Out of the mouths of babes: The meaning of the season
Tis the season to be . . .
It certainly seems that way, doesn’t it?
Of course, fussing about the commercialization of Christmas is nothing new. The holiday television classic, A Charlie Brown Christmas, which first aired on CBS in 1965, was centered around the theme of Christmas excess. Though millions of people religiously watch the Peanuts gang wrestle with the meaning of the holiday each year, it is clear that Charlie Brown is fighting a losing battle. The marketing of Christmas seems to annually establish new low points.
Black Friday, a shopping tradition that features special sale items the day after Thanksgiving, has now infiltrated into turkey day itself, forcing many retail workers to miss celebrating the holiday at home with family. In fact, some retailers, desperate for the sales receipts that pile up during the Christmas season, have begun referring to Black Friday as Black November.
“Basically what it is, it’s a race for space,” Retail analyst Marshal Cohen told ABC news. “If retailers can be the first doors open, they’re going to capture that enthusiastic Black Friday customer.
“If somebody is opening at midnight, well, look for somebody to say, ‘Well, we’re going to open at 11 p.m.,’ and look for someone else to say, ‘Well, we’re just not going to close on Thanksgiving Day at all.”
Where is this all heading?
Shockingly, or perhaps not, some bargain shoppers were lining up at a Best Buy in Tampa more than a week before Thanksgiving.

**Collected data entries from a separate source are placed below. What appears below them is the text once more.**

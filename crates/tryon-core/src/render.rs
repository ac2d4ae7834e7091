//! Software rasterizer for the overlay scene.
//!
//! Draws into a transparent RGBA surface so only overlay pixels cover the
//! video when composited. The surface is retained until the next render.

use crate::scene::{Primitive, Scene};
use glam::{Mat4, Vec3, Vec4};
use image::{Rgba, RgbaImage};

const TRANSPARENT: Rgba<u8> = Rgba([0, 0, 0, 0]);

/// Draws a [`Scene`] into a retained surface.
pub trait Renderer {
    fn render(&mut self, scene: &Scene);

    /// The most recently drawn frame.
    fn surface(&self) -> &RgbaImage;

    fn resize(&mut self, width: u32, height: u32);
}

/// CPU renderer with a depth buffer and flat Lambert shading.
pub struct SoftwareRenderer {
    surface: RgbaImage,
    depth: Vec<f32>,
}

/// A triangle vertex after projection: screen x/y in pixels, NDC depth.
#[derive(Debug, Clone, Copy)]
struct ScreenVertex {
    x: f32,
    y: f32,
    depth: f32,
}

impl SoftwareRenderer {
    pub fn new(width: u32, height: u32) -> Self {
        Self {
            surface: RgbaImage::from_pixel(width, height, TRANSPARENT),
            depth: vec![f32::INFINITY; (width * height) as usize],
        }
    }

    fn clear(&mut self) {
        for pixel in self.surface.pixels_mut() {
            *pixel = TRANSPARENT;
        }
        self.depth.fill(f32::INFINITY);
    }

    fn draw_primitive(&mut self, primitive: &Primitive, model: Mat4, view_projection: Mat4, light: Vec3, light_color: Vec3) {
        let mvp = view_projection * model;
        let (width, height) = self.surface.dimensions();

        for tri in primitive.indices.chunks_exact(3) {
            let fetch = |i: u32| primitive.positions.get(i as usize).copied();
            let (Some(a), Some(b), Some(c)) = (fetch(tri[0]), fetch(tri[1]), fetch(tri[2])) else {
                continue;
            };

            let world = [
                model.transform_point3(a),
                model.transform_point3(b),
                model.transform_point3(c),
            ];
            let normal = (world[1] - world[0]).cross(world[2] - world[0]).normalize_or_zero();
            // Double-sided: light whichever face points at the camera side.
            let lambert = normal.dot(light).abs();
            let shade = light_color * lambert;

            let clip = [mvp * a.extend(1.0), mvp * b.extend(1.0), mvp * c.extend(1.0)];
            let Some(screen) = project_triangle(&clip, width, height) else {
                continue;
            };

            let base = primitive.base_color;
            let color = Rgba([
                to_u8(base[0] * shade.x),
                to_u8(base[1] * shade.y),
                to_u8(base[2] * shade.z),
                to_u8(base[3]),
            ]);
            self.fill_triangle(&screen, color);
        }
    }

    fn fill_triangle(&mut self, v: &[ScreenVertex; 3], color: Rgba<u8>) {
        let (width, height) = self.surface.dimensions();
        let area = edge(v[0], v[1], v[2].x, v[2].y);
        if area.abs() < f32::EPSILON {
            return;
        }

        let min_x = v.iter().map(|p| p.x).fold(f32::INFINITY, f32::min).floor().max(0.0) as u32;
        let min_y = v.iter().map(|p| p.y).fold(f32::INFINITY, f32::min).floor().max(0.0) as u32;
        let max_x = v.iter().map(|p| p.x).fold(f32::NEG_INFINITY, f32::max).ceil().min(width as f32 - 1.0);
        let max_y = v.iter().map(|p| p.y).fold(f32::NEG_INFINITY, f32::max).ceil().min(height as f32 - 1.0);
        if max_x < 0.0 || max_y < 0.0 {
            return;
        }

        for y in min_y..=max_y as u32 {
            for x in min_x..=max_x as u32 {
                let px = x as f32 + 0.5;
                let py = y as f32 + 0.5;
                let w0 = edge(v[1], v[2], px, py) / area;
                let w1 = edge(v[2], v[0], px, py) / area;
                let w2 = edge(v[0], v[1], px, py) / area;
                if w0 < 0.0 || w1 < 0.0 || w2 < 0.0 {
                    continue;
                }

                let depth = w0 * v[0].depth + w1 * v[1].depth + w2 * v[2].depth;
                let idx = (y * width + x) as usize;
                if depth < self.depth[idx] {
                    self.depth[idx] = depth;
                    self.surface.put_pixel(x, y, color);
                }
            }
        }
    }
}

impl Renderer for SoftwareRenderer {
    fn render(&mut self, scene: &Scene) {
        self.clear();
        let Some(overlay) = &scene.overlay else {
            return;
        };

        let model = overlay.transform.matrix();
        let view_projection = scene.camera.view_projection();
        let light = scene.light.direction();
        let light_color = scene.light.color * scene.light.intensity;

        for primitive in &overlay.mesh.primitives {
            self.draw_primitive(primitive, model, view_projection, light, light_color);
        }
    }

    fn surface(&self) -> &RgbaImage {
        &self.surface
    }

    fn resize(&mut self, width: u32, height: u32) {
        if self.surface.dimensions() != (width, height) {
            *self = Self::new(width, height);
        }
    }
}

/// Clip-space triangle to screen space. Triangles touching the near plane are dropped.
fn project_triangle(clip: &[Vec4; 3], width: u32, height: u32) -> Option<[ScreenVertex; 3]> {
    if clip.iter().any(|c| c.w <= f32::EPSILON || c.z < -c.w) {
        return None;
    }
    let to_screen = |c: &Vec4| {
        let ndc = c.truncate() / c.w;
        ScreenVertex {
            x: (ndc.x + 1.0) * 0.5 * width as f32,
            y: (1.0 - ndc.y) * 0.5 * height as f32,
            depth: ndc.z,
        }
    };
    Some([to_screen(&clip[0]), to_screen(&clip[1]), to_screen(&clip[2])])
}

/// Signed area of (a, b, p), scaled by 2. Sign follows winding.
fn edge(a: ScreenVertex, b: ScreenVertex, px: f32, py: f32) -> f32 {
    (b.x - a.x) * (py - a.y) - (b.y - a.y) * (px - a.x)
}

fn to_u8(v: f32) -> u8 {
    (v.clamp(0.0, 1.0) * 255.0).round() as u8
}

#[cfg(test)]
mod tests {
    use super::*;
    use crate::scene::{Mesh, OverlayObject, Transform};

    fn quad(z: f32, color: [f32; 4]) -> Primitive {
        Primitive {
            positions: vec![
                Vec3::new(-0.1, -0.1, z),
                Vec3::new(0.1, -0.1, z),
                Vec3::new(0.1, 0.1, z),
                Vec3::new(-0.1, 0.1, z),
            ],
            indices: vec![0, 1, 2, 0, 2, 3],
            base_color: color,
        }
    }

    fn scene_with(primitives: Vec<Primitive>) -> Scene {
        let mut scene = Scene::new(64, 64);
        let mut overlay = OverlayObject::new(Mesh { primitives });
        overlay.transform = Transform {
            position: Vec3::new(0.0, 0.0, -0.5),
            ..Transform::default()
        };
        scene.overlay = Some(overlay);
        scene
    }

    #[test]
    fn test_empty_scene_is_transparent() {
        let mut renderer = SoftwareRenderer::new(32, 24);
        renderer.render(&Scene::new(32, 24));
        assert_eq!(renderer.surface().dimensions(), (32, 24));
        assert!(renderer.surface().pixels().all(|p| p[3] == 0));
    }

    #[test]
    fn test_overlay_covers_center_only() {
        let mut renderer = SoftwareRenderer::new(64, 64);
        renderer.render(&scene_with(vec![quad(0.0, [1.0, 1.0, 1.0, 1.0])]));

        let surface = renderer.surface();
        assert_eq!(surface.get_pixel(32, 32)[3], 255);
        assert_eq!(surface.get_pixel(0, 0)[3], 0);
        assert_eq!(surface.get_pixel(63, 63)[3], 0);
    }

    #[test]
    fn test_render_clears_previous_frame() {
        let mut renderer = SoftwareRenderer::new(64, 64);
        renderer.render(&scene_with(vec![quad(0.0, [1.0, 1.0, 1.0, 1.0])]));
        renderer.render(&Scene::new(64, 64));
        assert!(renderer.surface().pixels().all(|p| p[3] == 0));
    }

    #[test]
    fn test_nearer_triangle_wins() {
        let mut renderer = SoftwareRenderer::new(64, 64);
        let far = quad(-0.1, [1.0, 0.0, 0.0, 1.0]);
        let near = quad(0.1, [0.0, 0.0, 1.0, 1.0]);
        renderer.render(&scene_with(vec![near, far]));

        let center = renderer.surface().get_pixel(32, 32);
        assert_eq!(center[0], 0);
        assert!(center[2] > 0);
    }

    #[test]
    fn test_geometry_behind_camera_is_skipped() {
        let mut renderer = SoftwareRenderer::new(64, 64);
        // Overlay at z = -0.5, so a quad at +2.0 lands behind the camera at z = 1.
        renderer.render(&scene_with(vec![quad(2.0, [1.0, 1.0, 1.0, 1.0])]));
        assert!(renderer.surface().pixels().all(|p| p[3] == 0));
    }

    #[test]
    fn test_out_of_range_indices_are_ignored() {
        let mut renderer = SoftwareRenderer::new(16, 16);
        let broken = Primitive {
            positions: vec![Vec3::ZERO],
            indices: vec![0, 1, 2],
            base_color: [1.0; 4],
        };
        renderer.render(&scene_with(vec![broken]));
        assert!(renderer.surface().pixels().all(|p| p[3] == 0));
    }

    #[test]
    fn test_resize_replaces_surface() {
        let mut renderer = SoftwareRenderer::new(8, 8);
        renderer.resize(20, 10);
        assert_eq!(renderer.surface().dimensions(), (20, 10));
    }
}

The ever-earlier dash for Christmas cash has apparently reached a breaking point for some people though. An employee of Target Corp. reportedly helped gather tens of thousands of signatures on a petition to protest the store’s decision to open at midnight on Thanksgiving evening. Silly man just wanted to enjoy a holiday meal with his family.
Even some shoppers have been complaining about stores offering sales items so early, forcing a difficult choice between going out on Thanksgiving night or potentially missing out on big bargains.
One anonymous sage explained our prevailing consumer-centric view of Christmas this way:
“It is the time of year we buy people gifts they do not need, with money we do not have, to impress others we do not even like.”
Feeling the holiday spirit yet?
But holiday stress is nothing new.
It was widely reported that in 1965, CBS executives hated A Charlie Brown Christmas when they previewed it. They feared it was too slow for a prime-time audience.
Animators were apoplectic that Peanuts creator, Charles Schulz, insisted that the show end with Linus, a little boy with a lisp, reading the Christmas story from the Gospel of Luke. But Charles Schulz knew something the experts did not.
The show not only drew a huge audience but won an Emmy Award and a Peabody. Each year, the Christmas classic continues to attract a large audience.
Peter Robbins, who was 9-years-old when he provided the voice of Charlie Brown, was quoted in USA Today a few years back: "This show poses a question that I don't think had been asked before on television: Does anybody know the meaning of Christmas?"
Forty-six years later, Linus is still providing an answer from Luke that many adults today still don’t seem to grasp:
“For unto you is born this day in the city of David a Saviour, which is Christ the Lord. And this shall be a sign unto you; Ye shall find the babe wrapped in swaddling clothes, lying in a manger.
“And suddenly there was with the angel a multitude of the heavenly host praising God, and saying, Glory to God in the highest, and on earth peace, good will toward men.”
May you have a peaceful, meaningful and jolly Christmas.